Stored data:
——

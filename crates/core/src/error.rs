use crate::consent::ConsentMethod;
use crate::patient::ConsentStatus;
use crate::task::OperationKind;
use crate::workflow::View;
use trialos_ids::PatientId;

/// A local, synchronous rejection of user input.
///
/// Validation errors never change workflow state. The originating step reports them through the
/// notification collaborator using [`ValidationError::notice`].
#[derive(Debug, Clone, PartialEq, Eq, thiserror::Error)]
pub enum ValidationError {
    #[error("missing required fields: {}", .0.join(", "))]
    MissingFields(Vec<&'static str>),
    #[error("at least one data category or document must be selected")]
    EmptySelection,
    #[error("text must be at least {min} characters, got {actual}")]
    TextTooShort { min: usize, actual: usize },
    #[error("search query cannot be empty")]
    EmptyQuery,
    #[error("at least one document must be uploaded")]
    NoDocuments,
    #[error("uploaded documents have not been processed")]
    DocumentsNotProcessed,
    #[error("{method} consent requires {}", .method.destination_field())]
    MissingDestination { method: ConsentMethod },
    #[error("a captured signature is required")]
    MissingSignature,
    #[error("invalid signature artifact: {0}")]
    InvalidSignature(String),
    #[error("invalid date '{0}', expected YYYY-MM-DD")]
    InvalidDate(String),
}

impl ValidationError {
    /// Title and message shown to the user for this rejection.
    pub fn notice(&self) -> (&'static str, String) {
        match self {
            ValidationError::MissingFields(_) => (
                "Missing Information",
                "Please fill in all required fields before proceeding.".into(),
            ),
            ValidationError::EmptySelection => (
                "Selection Required",
                "Please select at least one data category for trial matching.".into(),
            ),
            ValidationError::TextTooShort { min, .. } => (
                "Summary Too Short",
                format!("Please enter at least {min} characters describing the patient."),
            ),
            ValidationError::EmptyQuery => (
                "Search Query Required",
                "Please enter a patient name or ID to search.".into(),
            ),
            ValidationError::NoDocuments => (
                "No Files Selected",
                "Please upload at least one document to continue.".into(),
            ),
            ValidationError::DocumentsNotProcessed => (
                "Data Not Processed",
                "Please process the uploaded documents first.".into(),
            ),
            ValidationError::MissingDestination {
                method: ConsentMethod::Sms,
            } => (
                "Phone Number Required",
                "Please enter a phone number to send the e-consent form via SMS.".into(),
            ),
            ValidationError::MissingDestination { .. } => (
                "Email Required",
                "Please enter an email address to send the e-consent form.".into(),
            ),
            ValidationError::MissingSignature | ValidationError::InvalidSignature(_) => (
                "Signature Required",
                "Please sign the consent form before submitting.".into(),
            ),
            ValidationError::InvalidDate(value) => (
                "Invalid Date",
                format!("'{value}' is not a valid date. Use YYYY-MM-DD."),
            ),
        }
    }
}

#[derive(Debug, thiserror::Error)]
pub enum WorkflowError {
    #[error("validation failed: {0}")]
    Validation(#[from] ValidationError),
    #[error("not found: {0}")]
    NotFound(String),
    #[error("event '{event}' is not valid in view '{view}'")]
    InvalidTransition { view: View, event: &'static str },
    #[error("unknown patient: {0}")]
    UnknownPatient(PatientId),
    #[error("no patient is selected")]
    NoPatientSelected,
    #[error("patient {0} has not consented to trial matching")]
    ConsentRequired(PatientId),
    #[error("patient {id} cannot move from {from} to {to}")]
    InvalidStatusTransition {
        id: PatientId,
        from: ConsentStatus,
        to: ConsentStatus,
    },
    #[error("a {0} operation is already in progress")]
    OperationInFlight(OperationKind),
    #[error("no EHR system is connected")]
    EhrNotConnected,
    #[error("unknown trial: {0}")]
    UnknownTrial(String),
    #[error("operation cancelled")]
    Cancelled,
    #[error("fixture error: {0}")]
    Fixture(String),
    #[error("failed to read fixture file: {0}")]
    FixtureRead(std::io::Error),
    #[error("invalid input: {0}")]
    InvalidInput(String),
    #[error("identifier error: {0}")]
    Id(#[from] trialos_ids::IdError),
}

impl WorkflowError {
    /// True for the user-facing rejections modelled by the dashboard.
    pub fn is_user_facing(&self) -> bool {
        matches!(self, WorkflowError::Validation(_) | WorkflowError::NotFound(_))
    }
}

pub type WorkflowResult<T> = std::result::Result<T, WorkflowError>;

——

Say how many lines in the data hold the string "static", and write nothing else.

__Solution__:
3